We are all well aware of that group of priests in Austria who want to revolutionize the Church right now. I was interested to read in this week's Tablet that Schönborn seems to have negotiated their demands down to near-moderation. He seems to have made them feel heard and valued and all those other things, and to be well on the way to defusing a potentially highly explosive situation.
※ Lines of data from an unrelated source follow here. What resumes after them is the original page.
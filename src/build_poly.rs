//! Plane-local working polygon accumulating clip segments.
//!
//! Each brush face that intersects some face of the other brush gets one
//! [`BuildPoly`]: the face's three corners projected into a 2D basis on
//! its own plane, plus every intersection chord contributed by opposing
//! faces. Points and edges are flat index-addressed arrays; the first
//! `base_edges` edges are always the (possibly split) original triangle
//! boundary, and only those are ever candidates for further splitting.

use crate::brush::{Brush, Face};
use crate::float_types::{EPSILON, Real};
use crate::geometry::{
    closest_point_to_segment, interpolate_triangle_uv, interpolate_uv,
    is_point_in_triangle, segment_intersects_segment,
};
use crate::plane::Plane;
use nalgebra::{Point2, Point3, Vector2, Vector3};

/// A 2D polygon vertex with its interpolated UV.
#[derive(Debug, Clone, Copy)]
pub(crate) struct PolyPoint {
    pub point: Point2<Real>,
    pub uv: Vector2<Real>,
}

/// An unordered pair of point indices. `outer` marks boundary edges of
/// the base triangle; chords introduced by clipping are never `outer`.
#[derive(Debug, Clone, Copy)]
pub(crate) struct PolyEdge {
    pub points: [usize; 2],
    pub outer: bool,
}

/// Orthonormal frame mapping between the face plane and its 2D chart.
#[derive(Debug, Clone, Copy)]
pub(crate) struct PlaneBasis {
    origin: Point3<Real>,
    x: Vector3<Real>,
    y: Vector3<Real>,
}

impl PlaneBasis {
    pub fn to_local(&self, p: &Point3<Real>) -> Point2<Real> {
        let rel = p - self.origin;
        Point2::new(rel.dot(&self.x), rel.dot(&self.y))
    }

    pub fn to_world(&self, p: &Point2<Real>) -> Point3<Real> {
        self.origin + self.x * p.x + self.y * p.y
    }
}

#[derive(Debug, Clone)]
pub(crate) struct BuildPoly<M> {
    pub plane: Plane,
    pub basis: PlaneBasis,
    pub points: Vec<PolyPoint>,
    pub edges: Vec<PolyEdge>,
    /// How many leading edges belong to the base triangle boundary.
    pub base_edges: usize,
    pub smooth: bool,
    pub invert: bool,
    pub material: Option<M>,
}

impl<M: Clone> BuildPoly<M> {
    /// Sets up the working polygon for one brush face. `None` when the
    /// face is too degenerate to span a plane.
    pub fn create(brush: &Brush<M>, face_index: usize) -> Option<Self> {
        let face = &brush.faces[face_index];
        let va = &face.vertices;

        let plane = Plane::from_points(&va[0], &va[1], &va[2])?;
        let x = (va[1] - va[2]).try_normalize(EPSILON)?;
        // n x first-axis keeps the chart winding equal to the face
        // winding, which the loop walk depends on
        let y = plane.normal.cross(&x).try_normalize(EPSILON)?;
        let basis = PlaneBasis {
            origin: va[0],
            x,
            y,
        };

        let mut points = Vec::with_capacity(3);
        let mut edges = Vec::with_capacity(3);
        for i in 0..3 {
            points.push(PolyPoint {
                point: basis.to_local(&va[i]),
                uv: face.uvs[i],
            });
            edges.push(PolyEdge {
                points: [i, (i + 1) % 3],
                outer: true,
            });
        }

        Some(Self {
            plane,
            basis,
            points,
            edges,
            base_edges: 3,
            smooth: face.smooth,
            invert: face.invert,
            material: face.material.map(|idx| brush.materials[idx].clone()),
        })
    }

    /// Clips an opposing face into this polygon: the opposing triangle's
    /// crossing of this plane is reduced to a 2D segment, which is then
    /// stitched into the point/edge graph.
    pub fn clip(&mut self, face: &Face, snap: Real) {
        let mut segment: Vec<Point2<Real>> = Vec::with_capacity(3);

        for i in 0..3 {
            let p = face.vertices[i];
            if self.plane.has_point(&p, snap) {
                let pp = self.plane.project(&p);
                segment.push(self.basis.to_local(&pp));
            } else {
                let q = face.vertices[(i + 1) % 3];
                if self.plane.has_point(&q, snap) {
                    continue; // endpoint lands on the plane, added on its own turn
                }
                if self.plane.is_point_over(&p) == self.plane.is_point_over(&q) {
                    continue; // edge does not cross
                }
                if let Some(res) = self.plane.intersects_segment(&p, &q) {
                    segment.push(self.basis.to_local(&res));
                }
            }
        }

        // a single touching point carries no clipping information
        if segment.len() < 2 {
            return;
        }
        if segment[0] == segment[1] {
            return; // too small
        }

        self.clip_segment(&[segment[0], segment[1]], snap);
    }

    /// Clips a coplanar opposing face into this polygon. There is no
    /// single crossing chord in that case; every edge of the opposing
    /// triangle is stitched in on its own, so the overlap boundary ends
    /// up in the graph.
    pub fn clip_coplanar(&mut self, face: &Face, snap: Real) {
        for i in 0..3 {
            let p = self.plane.project(&face.vertices[i]);
            let q = self.plane.project(&face.vertices[(i + 1) % 3]);
            let a = self.basis.to_local(&p);
            let b = self.basis.to_local(&q);
            if a == b {
                continue;
            }
            self.clip_segment(&[a, b], snap);
        }
    }

    fn clip_segment(&mut self, segment: &[Point2<Real>; 2], snap: Real) {
        let mut inserted_points: Vec<usize> = Vec::new();
        let mut segment_idx: [Option<usize>; 2] = [None, None];

        // reuse polygon vertices that coincide with a segment endpoint
        for i in 0..self.points.len() {
            for (j, seg) in segment.iter().enumerate() {
                if (*seg - self.points[i].point).norm() < snap {
                    segment_idx[j] = Some(i);
                    inserted_points.push(i);
                    break;
                }
            }
        }

        if let (Some(a), Some(b)) = (segment_idx[0], segment_idx[1]) {
            if a == b {
                return; // segment collapsed onto one vertex
            }
            // if an edge already joins the two vertices there is nothing to add
            if self
                .edges
                .iter()
                .any(|e| e.points == [a, b] || e.points == [b, a])
            {
                return;
            }
        }

        // test the segment against the base triangle boundary, splitting
        // crossed edges
        let mut i = 0;
        while i < self.base_edges {
            let edge_points = self.edges[i].points;

            // an edge sharing a vertex with the segment is never split;
            // the shared vertex already accounts for the contact
            if segment_idx
                .iter()
                .flatten()
                .any(|&s| edge_points[0] == s || edge_points[1] == s)
            {
                i += 1;
                continue;
            }

            let ep0 = self.points[edge_points[0]].point;
            let ep1 = self.points[edge_points[1]].point;

            let mut res = None;
            let mut assign_segment_idx = None;

            // an endpoint resting on the edge splits it there
            for (j, seg) in segment.iter().enumerate() {
                let closest = closest_point_to_segment(seg, &ep0, &ep1);
                if (closest - *seg).norm() < snap {
                    res = Some(closest);
                    assign_segment_idx = Some(j);
                }
            }

            // otherwise a proper crossing does
            if res.is_none() {
                res = segment_intersects_segment(&segment[0], &segment[1], &ep0, &ep1);
            }

            let Some(res) = res else {
                i += 1;
                continue;
            };

            // a contact landing within snap of an existing vertex is
            // reused rather than inserted again; edges meeting at that
            // vertex need no split
            if let Some(existing) = self
                .points
                .iter()
                .position(|p| (p.point - res).norm() < snap)
            {
                if let Some(j) = assign_segment_idx {
                    segment_idx[j] = Some(existing);
                }
                if !inserted_points.contains(&existing) {
                    inserted_points.push(existing);
                }
                i += 1;
                continue;
            }

            let uv = interpolate_uv(
                &ep0,
                &res,
                &ep1,
                &self.points[edge_points[0]].uv,
                &self.points[edge_points[1]].uv,
            );
            let new_index = self.points.len();
            self.points.push(PolyPoint { point: res, uv });

            // split the edge in two
            let outer = self.edges[i].outer;
            self.edges[i].points[0] = new_index;
            self.edges.insert(
                i,
                PolyEdge {
                    points: [edge_points[0], new_index],
                    outer,
                },
            );
            self.base_edges += 1;

            if let Some(j) = assign_segment_idx {
                segment_idx[j] = Some(new_index);
            }
            inserted_points.push(new_index);

            // a straight segment meets a straight edge once; both halves
            // are settled for this pass
            i += 2;
        }

        if inserted_points.len() >= 2 {
            self.push_chord(inserted_points[0], inserted_points[1]);
            return;
        }

        // an endpoint may still fall strictly inside the base triangle
        for (j, seg) in segment.iter().enumerate() {
            if segment_idx[j].is_some() {
                continue;
            }
            if is_point_in_triangle(
                seg,
                &self.points[0].point,
                &self.points[1].point,
                &self.points[2].point,
            ) {
                let vtx = [
                    self.points[0].point,
                    self.points[1].point,
                    self.points[2].point,
                ];
                let uvs = [self.points[0].uv, self.points[1].uv, self.points[2].uv];
                let uv = interpolate_triangle_uv(seg, &vtx, &uvs);
                let idx = self.points.len();
                self.points.push(PolyPoint { point: *seg, uv });
                inserted_points.push(idx);
            }
        }

        if inserted_points.len() >= 2 {
            self.push_chord(inserted_points[0], inserted_points[1]);
        }
    }

    /// Adds an interior chord unless the two vertices are already joined.
    fn push_chord(&mut self, a: usize, b: usize) {
        if a == b {
            return;
        }
        if self
            .edges
            .iter()
            .any(|e| e.points == [a, b] || e.points == [b, a])
        {
            return;
        }
        self.edges.push(PolyEdge {
            points: [a, b],
            outer: false,
        });
    }
}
Which is all to say that though I have said in the past that what the Church really needs is passionate defenders of the faith, sometimes diplomats have their role, too.
* Well, okay, I suppose that the Archbishop of Paris who was murdered during the communes might have found things more difficult. And many of the Spanish hierarchy in the 1930s. and…………Look, permit me a little artistic licence!
** And there is his puzzling attitude to the business at Medugorje. I can't account for that.